U of T Law reflects on Holocaust survivors’ stories

On January 27, U of T Law’s Jewish Law Students’ Association (JLSA) commemorated International Holocaust Remembrance Day with two virtual ceremonies for faculty and students to listen to Holocaust survivors’ stories. The annual remembrance day marks the anniversary of the liberation of Nazi concentration camps and the death of six million Jews and other minorities who were victims of the Holocaust.

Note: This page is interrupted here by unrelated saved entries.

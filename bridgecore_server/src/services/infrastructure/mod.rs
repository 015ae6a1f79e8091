pub mod kv;
pub mod observability;

pub use kv::KvStore;
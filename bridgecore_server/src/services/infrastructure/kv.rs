//! Thin wrapper over the shared KV backend every concurrency-sensitive
//! component depends on: the rate limiter's atomic INCR+EXPIRE, the
//! read-through cache's pattern-delete invalidation, and the scheduler's
//! cluster-wide advisory locks.
//!
//! Redis was chosen over a pure in-process store because every operation
//! here needs to be atomic and visible across every server instance in the
//! cluster, not just the process that served the request.

use redis::aio::MultiplexedConnection;
use redis::{AsyncCommands, Client};
use serde::{de::DeserializeOwned, Serialize};
use std::sync::Arc;
use tokio::sync::Mutex;

use crate::error::AppError;

#[derive(Clone)]
pub struct KvStore {
  conn: Arc<Mutex<MultiplexedConnection>>,
  prefix: String,
}

impl KvStore {
  pub async fn connect(url: &str, prefix: &str) -> Result<Self, AppError> {
    let client = Client::open(url)?;
    let conn = client.get_multiplexed_async_connection().await?;
    Ok(Self {
      conn: Arc::new(Mutex::new(conn)),
      prefix: prefix.to_string(),
    })
  }

  fn full_key(&self, key: &str) -> String {
    format!("{}:{}", self.prefix, key)
  }

  pub async fn set_json<T: Serialize>(&self, key: &str, val: &T, ttl_s: u64) -> Result<(), AppError> {
    let mut conn = self.conn.lock().await;
    let data = serde_json::to_vec(val)?;
    conn.set_ex::<_, _, ()>(self.full_key(key), data, ttl_s).await?;
    Ok(())
  }

  pub async fn get_json<T: DeserializeOwned>(&self, key: &str) -> Result<Option<T>, AppError> {
    let mut conn = self.conn.lock().await;
    let data: Option<Vec<u8>> = conn.get(self.full_key(key)).await?;
    match data {
      Some(bytes) => Ok(Some(serde_json::from_slice(&bytes)?)),
      None => Ok(None),
    }
  }

  pub async fn del(&self, key: &str) -> Result<bool, AppError> {
    let mut conn = self.conn.lock().await;
    let deleted: bool = conn.del(self.full_key(key)).await?;
    Ok(deleted)
  }

  /// Atomic increment used by the rate limiter's hourly/daily buckets. Sets
  /// an expiry the first time a bucket is created so counters vanish with
  /// their wall-clock window.
  pub async fn incr_with_expiry(&self, key: &str, ttl_s: u64) -> Result<i64, AppError> {
    let full_key = self.full_key(key);
    let mut conn = self.conn.lock().await;
    let script = redis::Script::new(
      r#"
      local v = redis.call("INCR", KEYS[1])
      if v == 1 then
        redis.call("EXPIRE", KEYS[1], ARGV[1])
      end
      return v
      "#,
    );
    let value: i64 = script.key(&full_key).arg(ttl_s).invoke_async(&mut *conn).await?;
    Ok(value)
  }

  /// Deletes every key matching `pattern` (after prefixing), used to
  /// invalidate every cache entry for a (tenant, model) on a successful
  /// write. Uses non-blocking SCAN rather than KEYS.
  pub async fn del_pattern(&self, pattern: &str) -> Result<u64, AppError> {
    let full_pattern = self.full_key(pattern);
    let mut conn = self.conn.lock().await;

    let mut cursor = 0u64;
    let mut keys_to_delete = Vec::new();
    loop {
      let (next_cursor, batch): (u64, Vec<String>) = redis::cmd("SCAN")
        .arg(cursor)
        .arg("MATCH")
        .arg(&full_pattern)
        .arg("COUNT")
        .arg(200)
        .query_async(&mut *conn)
        .await?;
      keys_to_delete.extend(batch);
      cursor = next_cursor;
      if cursor == 0 {
        break;
      }
    }

    if keys_to_delete.is_empty() {
      return Ok(0);
    }
    let deleted: u64 = conn.del(&keys_to_delete).await?;
    Ok(deleted)
  }

  /// Best-effort cluster-wide advisory lock: `SET key token NX EX ttl`.
  /// Used by the scheduler to keep each periodic job singleton across the
  /// cluster.
  pub async fn try_lock(&self, resource: &str, ttl_s: u64, token: &str) -> Result<bool, AppError> {
    let full_key = self.full_key(&format!("lock:{resource}"));
    let mut conn = self.conn.lock().await;
    let script = redis::Script::new(
      r#"
      if redis.call("SET", KEYS[1], ARGV[1], "NX", "EX", ARGV[2]) then
        return 1
      else
        return 0
      end
      "#,
    );
    let result: i32 = script
      .key(&full_key)
      .arg(token)
      .arg(ttl_s as i64)
      .invoke_async(&mut *conn)
      .await?;
    Ok(result == 1)
  }

  /// Releases a lock iff it is still held by `token`, so a straggling
  /// holder past its deadline cannot release a lock someone else now owns.
  pub async fn release_lock(&self, resource: &str, token: &str) -> Result<bool, AppError> {
    let full_key = self.full_key(&format!("lock:{resource}"));
    let mut conn = self.conn.lock().await;
    let script = redis::Script::new(
      r#"
      if redis.call("GET", KEYS[1]) == ARGV[1] then
        return redis.call("DEL", KEYS[1])
      else
        return 0
      end
      "#,
    );
    let result: i32 = script.key(&full_key).arg(token).invoke_async(&mut *conn).await?;
    Ok(result == 1)
  }
}
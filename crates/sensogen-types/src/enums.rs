//! Enumeration types for the Sensogen telemetry generator.

use serde::{Deserialize, Serialize};

// ---------------------------------------------------------------------------
// Anomaly kinds
// ---------------------------------------------------------------------------

/// A kind of injected anomaly.
///
/// The wire name (snake_case) is what lands in the `anomaly_type` column of
/// the store, so external readers can filter on it.
#[derive(Debug, Clone, Copy, PartialEq, Eq, PartialOrd, Ord, Hash, Serialize, Deserialize)]
#[serde(rename_all = "snake_case")]
pub enum AnomalyKind {
    /// Instantaneous one-reading offset of large magnitude.
    Spike,
    /// Linearly increasing or decreasing offset over a multi-reading episode.
    Trend,
    /// Distortion of the periodic diurnal cycle over an episode.
    Pattern,
    /// Metric fields nulled out for the episode.
    MissingData,
    /// Inflated variance (mean unchanged) over an episode.
    Noise,
}

impl AnomalyKind {
    /// All kinds, in a stable order (used to iterate config tables).
    pub const ALL: [Self; 5] = [
        Self::Spike,
        Self::Trend,
        Self::Pattern,
        Self::MissingData,
        Self::Noise,
    ];

    /// The stable wire name stored in the `anomaly_type` column.
    pub const fn as_str(self) -> &'static str {
        match self {
            Self::Spike => "spike",
            Self::Trend => "trend",
            Self::Pattern => "pattern",
            Self::MissingData => "missing_data",
            Self::Noise => "noise",
        }
    }

    /// Whether this kind carries multi-reading episode state.
    ///
    /// A spike mutates exactly one reading; the other four persist across
    /// an episode tracked by a remaining-count.
    pub const fn has_duration(self) -> bool {
        !matches!(self, Self::Spike)
    }
}

impl std::fmt::Display for AnomalyKind {
    fn fmt(&self, f: &mut std::fmt::Formatter<'_>) -> std::fmt::Result {
        f.write_str(self.as_str())
    }
}

// ---------------------------------------------------------------------------
// Metric channels
// ---------------------------------------------------------------------------

/// One of the four metric channels carried by every reading.
#[derive(Debug, Clone, Copy, PartialEq, Eq, PartialOrd, Ord, Hash, Serialize, Deserialize)]
#[serde(rename_all = "snake_case")]
pub enum Metric {
    /// Ambient temperature in degrees Celsius.
    Temperature,
    /// Relative humidity in percent.
    Humidity,
    /// Barometric pressure in hectopascals.
    Pressure,
    /// Supply voltage in volts.
    Voltage,
}

impl Metric {
    /// All metric channels, in column order.
    pub const ALL: [Self; 4] = [
        Self::Temperature,
        Self::Humidity,
        Self::Pressure,
        Self::Voltage,
    ];

    /// The column name of this metric in the store.
    pub const fn as_str(self) -> &'static str {
        match self {
            Self::Temperature => "temperature",
            Self::Humidity => "humidity",
            Self::Pressure => "pressure",
            Self::Voltage => "voltage",
        }
    }
}

impl std::fmt::Display for Metric {
    fn fmt(&self, f: &mut std::fmt::Formatter<'_>) -> std::fmt::Result {
        f.write_str(self.as_str())
    }
}

#[cfg(test)]
#[allow(clippy::unwrap_used)]
mod tests {
    use super::*;

    #[test]
    fn anomaly_kind_wire_names_are_snake_case() {
        assert_eq!(AnomalyKind::MissingData.as_str(), "missing_data");
        assert_eq!(AnomalyKind::Spike.as_str(), "spike");
        assert_eq!(AnomalyKind::Noise.to_string(), "noise");
    }

    #[test]
    fn anomaly_kind_serde_round_trip() {
        for kind in AnomalyKind::ALL {
            let json = serde_json::to_string(&kind).unwrap();
            assert_eq!(json, format!("\"{kind}\""));
            let back: AnomalyKind = serde_json::from_str(&json).unwrap();
            assert_eq!(back, kind);
        }
    }

    #[test]
    fn only_spike_is_instantaneous() {
        for kind in AnomalyKind::ALL {
            assert_eq!(kind.has_duration(), kind != AnomalyKind::Spike);
        }
    }

    #[test]
    fn metric_names_match_columns() {
        let names: Vec<&str> = Metric::ALL.iter().map(|m| m.as_str()).collect();
        assert_eq!(names, ["temperature", "humidity", "pressure", "voltage"]);
    }
}
//! Error types for the Sensogen engine binary.
//!
//! [`EngineError`] is the top-level error type that wraps all possible
//! failure modes during startup and the run itself, so `main` can
//! propagate everything with `?` and still report which subsystem failed.

/// Top-level error for the engine binary.
#[derive(Debug, thiserror::Error)]
pub enum EngineError {
    /// Configuration loading or validation failed.
    #[error("config error: {source}")]
    Config {
        /// The underlying config error.
        #[from]
        source: sensogen_core::ConfigError,
    },

    /// Simulation state assembly failed.
    #[error("state error: {source}")]
    State {
        /// The underlying state-build error.
        #[from]
        source: sensogen_core::StateBuildError,
    },

    /// Opening or operating the store failed.
    #[error("storage error: {source}")]
    Storage {
        /// The underlying data-layer error.
        #[from]
        source: sensogen_db::DbError,
    },

    /// The run loop failed.
    #[error("runner error: {source}")]
    Runner {
        /// The underlying runner error.
        #[from]
        source: sensogen_core::RunnerError,
    },
}
#[cfg(test)]
#[allow(clippy::unwrap_used, clippy::float_cmp, clippy::arithmetic_side_effects)]
mod tests {
    use chrono::{DateTime, Utc};
    use sensogen_types::{DeviceInfo, LocationInfo};

    use super::*;
    use crate::config::MetricProfile;

    fn test_profile() -> DeviceProfile {
        DeviceProfile {
            manufacturer: String::from("SensorTech"),
            firmware_version: String::from("2.1.0"),
        }
    }

    fn test_metrics() -> MetricsConfig {
        MetricsConfig {
            temperature: MetricProfile::new(20.0, 0.0, 1.0),
            humidity: MetricProfile::new(50.0, 0.0, 2.0),
            pressure: MetricProfile::new(1000.0, 0.0, 1.0),
            voltage: MetricProfile::new(3.3, 0.0, 0.1),
        }
    }

    fn baseline_reading() -> Reading {
        Reading {
            timestamp: DateTime::parse_from_rfc3339("2026-08-07T12:00:00Z")
                .unwrap()
                .with_timezone(&Utc),
            sensor_id: String::from("SENSOR_000"),
            temperature: Some(20.0),
            humidity: Some(50.0),
            pressure: Some(1000.0),
            voltage: Some(3.3),
            status_code: status_codes::OK,
            anomaly_flag: false,
            anomaly_type: None,
            device: DeviceInfo {
                manufacturer: String::from("SensorTech"),
                model: String::from("ST-2000"),
                firmware_version: String::from("2.1.0"),
                serial_number: String::from("SN-00001"),
            },
            location: LocationInfo {
                site: String::from("Plant A"),
                latitude: 52.52,
                longitude: 13.405,
                timezone: String::from("Europe/Berlin"),
            },
        }
    }

    /// Engine with a forced trigger probability and only `kind` enabled.
    fn engine_for(kind: AnomalyKind, probability: f64) -> AnomalyEngine {
        let mut config = AnomalyConfig {
            base_probability: probability,
            ..AnomalyConfig::default()
        };
        config.manufacturer_modifiers.clear();
        config.firmware_modifiers.clear();
        config.types.spike.enabled = kind == AnomalyKind::Spike;
        config.types.trend.enabled = kind == AnomalyKind::Trend;
        config.types.pattern.enabled = kind == AnomalyKind::Pattern;
        config.types.missing_data.enabled = kind == AnomalyKind::MissingData;
        config.types.noise.enabled = kind == AnomalyKind::Noise;
        AnomalyEngine::new(&config, &test_profile(), &test_metrics(), 5.0, 42).unwrap()
    }

    #[test]
    fn episode_length_rounds_to_nearest_with_minimum_one() {
        assert_eq!(episode_length(600.0, 5.0), 120);
        assert_eq!(episode_length(12.4, 5.0), 2);
        assert_eq!(episode_length(12.6, 5.0), 3);
        assert_eq!(episode_length(1.0, 5.0), 1);
        assert_eq!(episode_length(0.0, 5.0), 1);
    }

    #[test]
    fn disabled_engine_passes_readings_through() {
        let mut config = AnomalyConfig {
            enabled: false,
            base_probability: 1.0,
            ..AnomalyConfig::default()
        };
        config.manufacturer_modifiers.clear();
        config.firmware_modifiers.clear();
        let mut engine =
            AnomalyEngine::new(&config, &test_profile(), &test_metrics(), 5.0, 1).unwrap();
        let out = engine.evaluate(baseline_reading());
        assert!(!out.anomaly_flag);
        assert_eq!(out, baseline_reading());
    }

    #[test]
    fn certain_probability_triggers_immediately() {
        let mut engine = engine_for(AnomalyKind::Spike, 1.0);
        let out = engine.evaluate(baseline_reading());
        assert!(out.anomaly_flag);
        assert_eq!(out.anomaly_type, Some(AnomalyKind::Spike));
    }

    #[test]
    fn zero_probability_never_triggers() {
        let mut engine = engine_for(AnomalyKind::Spike, 0.0);
        for _ in 0..1000 {
            let out = engine.evaluate(baseline_reading());
            assert!(!out.anomaly_flag);
        }
    }

    #[test]
    fn spike_leaves_no_episode_behind() {
        let mut engine = engine_for(AnomalyKind::Spike, 1.0);
        let out = engine.evaluate(baseline_reading());
        assert!(out.anomaly_flag);
        assert!(!engine.episode().is_active());
    }

    #[test]
    fn spike_offsets_scale_with_channel_deviation() {
        let mut engine = engine_for(AnomalyKind::Spike, 1.0);
        let out = engine.evaluate(baseline_reading());
        let temp_offset = (out.temperature.unwrap() - 20.0).abs();
        let humidity_offset = (out.humidity.unwrap() - 50.0).abs();
        // Default spike magnitude is 3-6 channel deviations; humidity's
        // deviation is twice temperature's, so its offset doubles too.
        assert!(temp_offset >= 3.0 && temp_offset <= 6.0, "{temp_offset}");
        assert!((humidity_offset - 2.0 * temp_offset).abs() < 1e-9);
    }

    #[test]
    fn trend_episode_runs_exactly_its_length() {
        // 600 s at a 5 s interval: exactly 120 consecutive mutated readings.
        let mut engine = engine_for(AnomalyKind::Trend, 0.0);
        engine.episode = Episode::Active {
            kind: AnomalyKind::Trend,
            remaining: 120,
            total: 120,
            magnitude: 3.0,
            direction: 1.0,
        };
        for i in 0..120 {
            let out = engine.evaluate(baseline_reading());
            assert!(out.anomaly_flag, "reading {i} should be mutated");
            assert_eq!(out.anomaly_type, Some(AnomalyKind::Trend));
        }
        assert!(!engine.episode().is_active());
        // Probability is zero, so the stream reverts to baseline.
        for i in 0..50 {
            let out = engine.evaluate(baseline_reading());
            assert!(!out.anomaly_flag, "reading {i} after episode should be clean");
        }
    }

    #[test]
    fn trend_offset_grows_monotonically() {
        let mut engine = engine_for(AnomalyKind::Trend, 0.0);
        engine.episode = Episode::Active {
            kind: AnomalyKind::Trend,
            remaining: 10,
            total: 10,
            magnitude: 3.0,
            direction: 1.0,
        };
        let mut last_offset = 0.0;
        for _ in 0..10 {
            let out = engine.evaluate(baseline_reading());
            let offset = out.temperature.unwrap() - 20.0;
            assert!(offset > last_offset, "offset {offset} <= {last_offset}");
            last_offset = offset;
        }
        // Full magnitude (3.0 deviations of std 1.0) on the last reading.
        assert!((last_offset - 3.0).abs() < 1e-9);
    }

    #[test]
    fn remaining_decreases_by_one_per_reading() {
        let mut engine = engine_for(AnomalyKind::Noise, 0.0);
        engine.episode = Episode::Active {
            kind: AnomalyKind::Noise,
            remaining: 3,
            total: 3,
            magnitude: 2.0,
            direction: 1.0,
        };
        let _ = engine.evaluate(baseline_reading());
        assert!(matches!(
            engine.episode(),
            Episode::Active { remaining: 2, .. }
        ));
        let _ = engine.evaluate(baseline_reading());
        assert!(matches!(
            engine.episode(),
            Episode::Active { remaining: 1, .. }
        ));
        let _ = engine.evaluate(baseline_reading());
        assert!(!engine.episode().is_active());
    }

    #[test]
    fn missing_data_nulls_metrics_and_sets_fault() {
        let mut engine = engine_for(AnomalyKind::MissingData, 0.0);
        engine.episode = Episode::Active {
            kind: AnomalyKind::MissingData,
            remaining: 2,
            total: 2,
            magnitude: 1.0,
            direction: 1.0,
        };
        let out = engine.evaluate(baseline_reading());
        assert!(out.anomaly_flag);
        assert_eq!(out.anomaly_type, Some(AnomalyKind::MissingData));
        assert!(out.temperature.is_none());
        assert!(out.humidity.is_none());
        assert!(out.pressure.is_none());
        assert!(out.voltage.is_none());
        assert_eq!(out.status_code, status_codes::FAULT);
    }

    #[test]
    fn pattern_scales_deviation_from_mean() {
        let mut engine = engine_for(AnomalyKind::Pattern, 0.0);
        engine.episode = Episode::Active {
            kind: AnomalyKind::Pattern,
            remaining: 1,
            total: 1,
            magnitude: 2.5,
            direction: 1.0,
        };
        let mut reading = baseline_reading();
        reading.temperature = Some(21.0); // one degree above the mean
        let out = engine.evaluate(reading);
        assert!((out.temperature.unwrap() - 22.5).abs() < 1e-9);
    }

    #[test]
    fn noise_perturbs_without_shifting_mean() {
        let mut engine = engine_for(AnomalyKind::Noise, 0.0);
        engine.episode = Episode::Active {
            kind: AnomalyKind::Noise,
            remaining: u32::MAX,
            total: u32::MAX,
            magnitude: 3.0,
            direction: 1.0,
        };
        let n = 5000;
        let mut sum = 0.0;
        for _ in 0..n {
            let out = engine.evaluate(baseline_reading());
            sum += out.temperature.unwrap();
        }
        let mean = sum / f64::from(n);
        // Inflated variance (std 3.0) but the mean stays near baseline.
        assert!((mean - 20.0).abs() < 0.2, "mean was {mean}");
    }

    #[test]
    fn selection_honors_enabled_subset() {
        let mut engine = engine_for(AnomalyKind::Trend, 1.0);
        let out = engine.evaluate(baseline_reading());
        assert_eq!(out.anomaly_type, Some(AnomalyKind::Trend));
    }

    #[test]
    fn weight_table_selects_proportionally() {
        let mut types = AnomalyTypesConfig::default();
        types.pattern.enabled = false;
        types.missing_data.enabled = false;
        types.noise.enabled = false;
        types.spike.weight = 1.0;
        types.trend.weight = 3.0;
        let table = WeightTable::build(&types).unwrap();
        assert!((table.total() - 4.0).abs() < 1e-12);

        assert_eq!(table.select(0.5), AnomalyKind::Spike);
        assert_eq!(table.select(0.999), AnomalyKind::Spike);
        assert_eq!(table.select(1.0), AnomalyKind::Trend);
        assert_eq!(table.select(3.9), AnomalyKind::Trend);

        let mut rng = SmallRng::seed_from_u64(11);
        let mut spikes = 0_u32;
        let n = 10_000_u32;
        for _ in 0..n {
            if table.select(rng.random_range(0.0..table.total())) == AnomalyKind::Spike {
                spikes += 1;
            }
        }
        let fraction = f64::from(spikes) / f64::from(n);
        assert!((fraction - 0.25).abs() < 0.02, "spike fraction was {fraction}");
    }

    #[test]
    fn constructor_rejects_invalid_interval() {
        let config = AnomalyConfig::default();
        let result =
            AnomalyEngine::new(&config, &test_profile(), &test_metrics(), 0.0, 1);
        assert!(result.is_err());
    }

    #[test]
    fn trigger_rate_matches_probability() {
        // Spike-only engine at p = 0.3: the observed trigger rate over many
        // readings should match, since spikes carry no episode state.
        let mut engine = engine_for(AnomalyKind::Spike, 0.3);
        let n = 20_000_u32;
        let mut triggered = 0_u32;
        for _ in 0..n {
            if engine.evaluate(baseline_reading()).anomaly_flag {
                triggered += 1;
            }
        }
        let rate = f64::from(triggered) / f64::from(n);
        assert!((rate - 0.3).abs() < 0.02, "trigger rate was {rate}");
    }
}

Holocaust survivor Howard Chandler, invited by JLSA Co-President Dahlia Horlick (2L), was the first to share his story. Chandler was born on December 5, 1928 in Wierzbnik-Starachowice, Poland. After being forced into a labour camp at the start of the war, he was sent to Auschwitz in 1944, later ending up at Buchenwald in 1945 until he was liberated. Chandler recounted his time in the camps and reiterated how important it is for others to hear his story. 

Joelle Chandler introduced her grandfather before he began his talk. She remarked how much of an honour it was to see her Zaidy (“grandfather” in Yiddish) share his experience during a time when, in the face of rising Anti-Semitism, Holocaust education is needed more than ever. 

“[My grandfather] is a very experienced speaker,” Joelle stated. “Even so, it is not easy to revisit such horrific memories and speak about them. He does this for the future, for a more humane world. We are unfortunately the last generation of students to be able to hear first-hand testimony from survivors, and we must take these opportunities to listen and to learn so that we can become witnesses and stand up against hate in all forms.”

JLSA Co-President Julia Gauze (3L) said that Joelle’s introductory remarks highlighted the generational impact imposed by the Holocaust. Gauze stated that, “Holocaust remembrance is about that legacy and making sure that these survivors’ memories live on.” She also wanted to thank the Jewish Graduate Student Initiative, who helped organize the event.

U of T’s JLSA was further invited to participate in an evening program led by Osgoode’s JLSA, in conjunction with other JLSAs across Ontario. Eva Meisels, born in 1939 in Budapest, Hungary, spoke about her time in the Budapest Ghetto. Meisels eventually found a safe house and, with false papers obtained from Raoul Wallenberg, was able to escape the camps. Her speech was accompanied by commentary from Toronto Mayor John Tory and former Attorney General Professor Irwin Cotler.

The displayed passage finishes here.